Дорога через Урал. Триптих - страница 21
А если все же и правда братья-великаны выходили потешить удаль в непогоду, то, наверное, глаза у них должны быть вроде хасановых – золото да солнце, отраженное в свежей смоле.
От нахлынувших воспоминаний защипало – не в носу или глазах, как обычно бывает от подкатившей слезы, но будто прямо в душе, в сердце, в самом нутре: вернуться бы. Туда, в Куа Кены, где река и озерца, где одуванчики на склоне и все твои знакомцы, друзья и дальняя разная родня – с глазами цвета меда.
Вернуться бы. Где Кеть-река течет.
Наверное, он даже вслух эту фразу сказал – пока не спохватился, что провалился в какую-то полу-дрему, грезу, ушел в себя, точно в глухой лес: как еще не въехал на полной скорости ни во что, чудо просто. Дороги и той – точно не видит же. Хорош же он будет, если угробит себя и попутчика! Да, вот как до сих пор не въех… стоп. Машина никуда не двигалась, и даже двигатель молчал.
И тут же Женька вздрогнул, встряхнулся – и окончательно пришел в себя. Кроме всего прочего – еще и от слабого, но едкого, а главное, совершенно ненавистного табачного дымка, витающего вокруг. К запаху табака примешивался острый, горький травяной дух – как от полыни или чего-то вроде.
– Ну слава всем лешим, черт тебя дери… Очнулся, – напряженный голос Грегори заставил Женю еще больше подобраться, заозираться, вскинувшись – и с невнятным стоном в итоге стукнуться затылком о подголовник сиденья.
Да, они никуда не ехали. Внедорожник стоял у обочины, на пустом своротке в какие-то лесные дебри, и послеполуденное жаркое золото в воздухе сменилось вечерней рыжиной: в прорехах индиговых облачных прядей на западной стороне неба мерцала расплавленная медь и появлялись первые росчерки брусничного предзакатья. Огромный шар солнца, уже почти не слепящий глаза, полз к горизонту.
А еще в машине было очень тихо – и да, отчетливо слегка накурено.
Ошалело вгляделся в небо, в тихо шелестящие листьями березки негустого подлеска, зачем-то посмотрел на свои руки – и только потом Женя повернулся к Грегу и спросил:
– А что… что-то случилось, что ли?
– Это я у тебя должен спросить, – Ричмонд точно так же, как сам Женька секунду назад, шумно откинулся на сиденье назад и с видимым облегчением выдохнул. – Что с тобой вообще случилось?

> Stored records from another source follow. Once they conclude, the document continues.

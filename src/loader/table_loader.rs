use chrono::NaiveDateTime;
use polars::prelude::DataFrame;
use sqlx::mysql::{MySql, MySqlConnection};
use sqlx::QueryBuilder;
use tracing::debug;

use crate::error::EtlResult;
use crate::loader::connection::quote_identifier;
use crate::models::TableSpec;
use crate::processor::date_parser::parse_timestamp;

// MySQL caps a prepared statement at 65535 placeholders
const MAX_BIND_PARAMS: usize = 65_535;

#[derive(Debug, Clone, PartialEq)]
pub enum SqlValue {
    Null,
    Text(String),
    Timestamp(NaiveDateTime),
}

/// Rows of one cleaned file, shaped for its destination table.
#[derive(Debug, Clone)]
pub struct PreparedTable {
    pub table: String,
    pub columns: Vec<String>,
    pub rows: Vec<Vec<SqlValue>>,
}

impl PreparedTable {
    pub fn column_values(&self, column: &str) -> Option<Vec<&SqlValue>> {
        let index = self.columns.iter().position(|c| c == column)?;
        Some(self.rows.iter().map(|row| &row[index]).collect())
    }

    fn insert_prefix(&self) -> String {
        let columns: Vec<String> = self.columns.iter().map(|c| quote_identifier(c)).collect();
        format!(
            "INSERT INTO {} ({}) ",
            quote_identifier(&self.table),
            columns.join(", ")
        )
    }
}

/// Project onto the allow-list, turn nulls into SQL NULL and coerce date columns.
///
/// Allow-listed columns missing from the file are left out rather than padded.
/// Unparseable dates become NULL.
pub fn prepare_table(spec: &TableSpec, df: &DataFrame) -> EtlResult<PreparedTable> {
    let source_columns: Vec<String> = df
        .get_column_names()
        .iter()
        .map(|name| name.to_string())
        .collect();

    let columns: Vec<String> = match spec.allowed_columns {
        Some(allowed) => allowed
            .iter()
            .filter(|name| source_columns.iter().any(|source| source.as_str() == **name))
            .map(|name| name.to_string())
            .collect(),
        None => source_columns,
    };

    let mut rows: Vec<Vec<SqlValue>> = (0..df.height())
        .map(|_| Vec::with_capacity(columns.len()))
        .collect();

    for col_name in &columns {
        let is_date = spec.date_columns.contains(&col_name.as_str());
        let values = df.column(col_name)?.str()?;
        for (row, value) in rows.iter_mut().zip(values.into_iter()) {
            row.push(to_sql_value(value, is_date));
        }
    }

    debug!(
        "Prepared {} rows x {} columns for {}",
        rows.len(),
        columns.len(),
        spec.table
    );

    Ok(PreparedTable {
        table: spec.table.to_string(),
        columns,
        rows,
    })
}

fn to_sql_value(value: Option<&str>, is_date: bool) -> SqlValue {
    match value {
        None => SqlValue::Null,
        Some(raw) if is_date => parse_timestamp(raw)
            .map(SqlValue::Timestamp)
            .unwrap_or(SqlValue::Null),
        Some(raw) => SqlValue::Text(raw.to_string()),
    }
}

/// Rows per INSERT: the configured size, shrunk if the placeholder cap demands it.
pub fn effective_batch_size(batch_size: usize, column_count: usize) -> usize {
    let cap = MAX_BIND_PARAMS / column_count.max(1);
    batch_size.clamp(1, cap.max(1))
}

/// Append all rows with multi-row INSERTs. Returns rows affected.
pub async fn insert_rows(
    conn: &mut MySqlConnection,
    prepared: &PreparedTable,
    batch_size: usize,
) -> EtlResult<u64> {
    if prepared.columns.is_empty() || prepared.rows.is_empty() {
        return Ok(0);
    }

    let batch_size = effective_batch_size(batch_size, prepared.columns.len());
    let prefix = prepared.insert_prefix();
    let mut inserted = 0;

    for (batch_index, chunk) in prepared.rows.chunks(batch_size).enumerate() {
        let mut builder: QueryBuilder<MySql> = QueryBuilder::new(prefix.as_str());
        builder.push_values(chunk, |mut row_builder, row| {
            for value in row {
                match value {
                    SqlValue::Null => {
                        row_builder.push_bind(None::<String>);
                    }
                    SqlValue::Text(text) => {
                        row_builder.push_bind(text.clone());
                    }
                    SqlValue::Timestamp(ts) => {
                        row_builder.push_bind(*ts);
                    }
                }
            }
        });

        let result = builder.build().execute(&mut *conn).await?;
        inserted += result.rows_affected();
        debug!(
            "{}: batch {} inserted {} rows",
            prepared.table,
            batch_index + 1,
            result.rows_affected()
        );
    }

    Ok(inserted)
}

#[cfg(test)]
mod tests {
    use super::*;
    use crate::models::find_table;
    use polars::prelude::*;

    #[test]
    fn test_flipkart_projection() {
        let spec = find_table("competitor_flipkart").unwrap();
        // No "brand" column in this file, plus two columns the table doesn't have
        let df = df!(
            "uniq_id" => &["u1"],
            "product_url" => &["http://x"],
            "crawl_timestamp" => &["2016-03-25 22:59:23"],
            "product_name" => &["shirt"],
            "retail_price" => &["100.0"],
            "description" => &["long text"],
        )
        .unwrap();

        let prepared = prepare_table(spec, &df).unwrap();

        assert_eq!(
            prepared.columns,
            vec!["uniq_id", "crawl_timestamp", "product_name", "retail_price"]
        );
        assert_eq!(prepared.rows[0].len(), 4);
        assert_eq!(
            prepared.insert_prefix(),
            "INSERT INTO `competitor_flipkart` \
             (`uniq_id`, `crawl_timestamp`, `product_name`, `retail_price`) "
        );
    }

    #[test]
    fn test_dates_and_nulls() {
        let spec = find_table("fact_reviews").unwrap();
        let df = df!(
            "review_id" => &[Some("r1"), Some("r2")],
            "review_comment_message" => &[Some("ok"), None],
            "review_creation_date" => &[Some("2018-01-18 00:00:00"), Some("someday")],
        )
        .unwrap();

        let prepared = prepare_table(spec, &df).unwrap();

        let created = prepared.column_values("review_creation_date").unwrap();
        let expected = parse_timestamp("2018-01-18 00:00:00").unwrap();
        assert_eq!(created[0], &SqlValue::Timestamp(expected));
        assert_eq!(created[1], &SqlValue::Null);

        let messages = prepared.column_values("review_comment_message").unwrap();
        assert_eq!(messages[0], &SqlValue::Text("ok".to_string()));
        assert_eq!(messages[1], &SqlValue::Null);
    }

    #[test]
    fn test_unprojected_table_keeps_all_columns() {
        let spec = find_table("dim_sellers").unwrap();
        let df = df!(
            "seller_id" => &["s1"],
            "seller_city" => &["campinas"],
            "extra" => &["x"],
        )
        .unwrap();

        let prepared = prepare_table(spec, &df).unwrap();
        assert_eq!(prepared.columns, vec!["seller_id", "seller_city", "extra"]);
    }

    #[test]
    fn test_effective_batch_size() {
        assert_eq!(effective_batch_size(1000, 11), 1000);
        assert_eq!(effective_batch_size(100_000, 10), 6553);
        assert_eq!(effective_batch_size(0, 5), 1);
    }
}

– Я задумался, – честно ответил Женька. – Но, кажется, всего на минуту. А дальше – ну, кроме того, что я про детство свое думал – больше ничего не помню.
– Не помнишь? – Грегори тряхнул головой. – Ты серьезно?!
Женька медленно кивнул, не отводя взгляда – что за загадки такие? Грег выглядел так, точно провел несколько исключительно неприятных часов – уставшим, встревоженным, всклокоченным. В пальцах тлела почти докуренная сигарета – он опустил стекло до предела, оперся локтем на оконную рамку, чтобы дым тянуло наружу, но помогало оно не особенно. Что же заставило его плюнуть на до этого вежливо соблюдаемый женькин запрет на курение в салоне? В сочетании с сумрачным – то есть куда как более мрачным, чем обычно – выражением худощавого лица американца все эти детали, а пуще всего странная мешанина мыслей в голове и поздний мягкий вечер вместо солнечного послеполуденного жара окончательно сбили Женю с толку.
– Да что, леший возьми, случилось-то?
– Да как тебе сказать… – Грег яростно затянулся напоследок и вышвырнул сигарету прочь. – Провалился ты, судя по всему. А вот куда и почему…
Женька присвистнул. «Провалился» – так на здешнем, уральском жаргоне говорили о тех, кто влип в аномалию. Провалиться можно было по-разному – веди и аномалии бывали самые разные, от относительно безобидных миражей и некрупных временных-пространственных петель до смертельно опасных – гравитационных ловушек, глубинных пробоев времени и черт знает чего еще, жуткого, неназванного… одни федеральные службы контроля и зачистки наверное, знали толком, сколько их всяких бывает.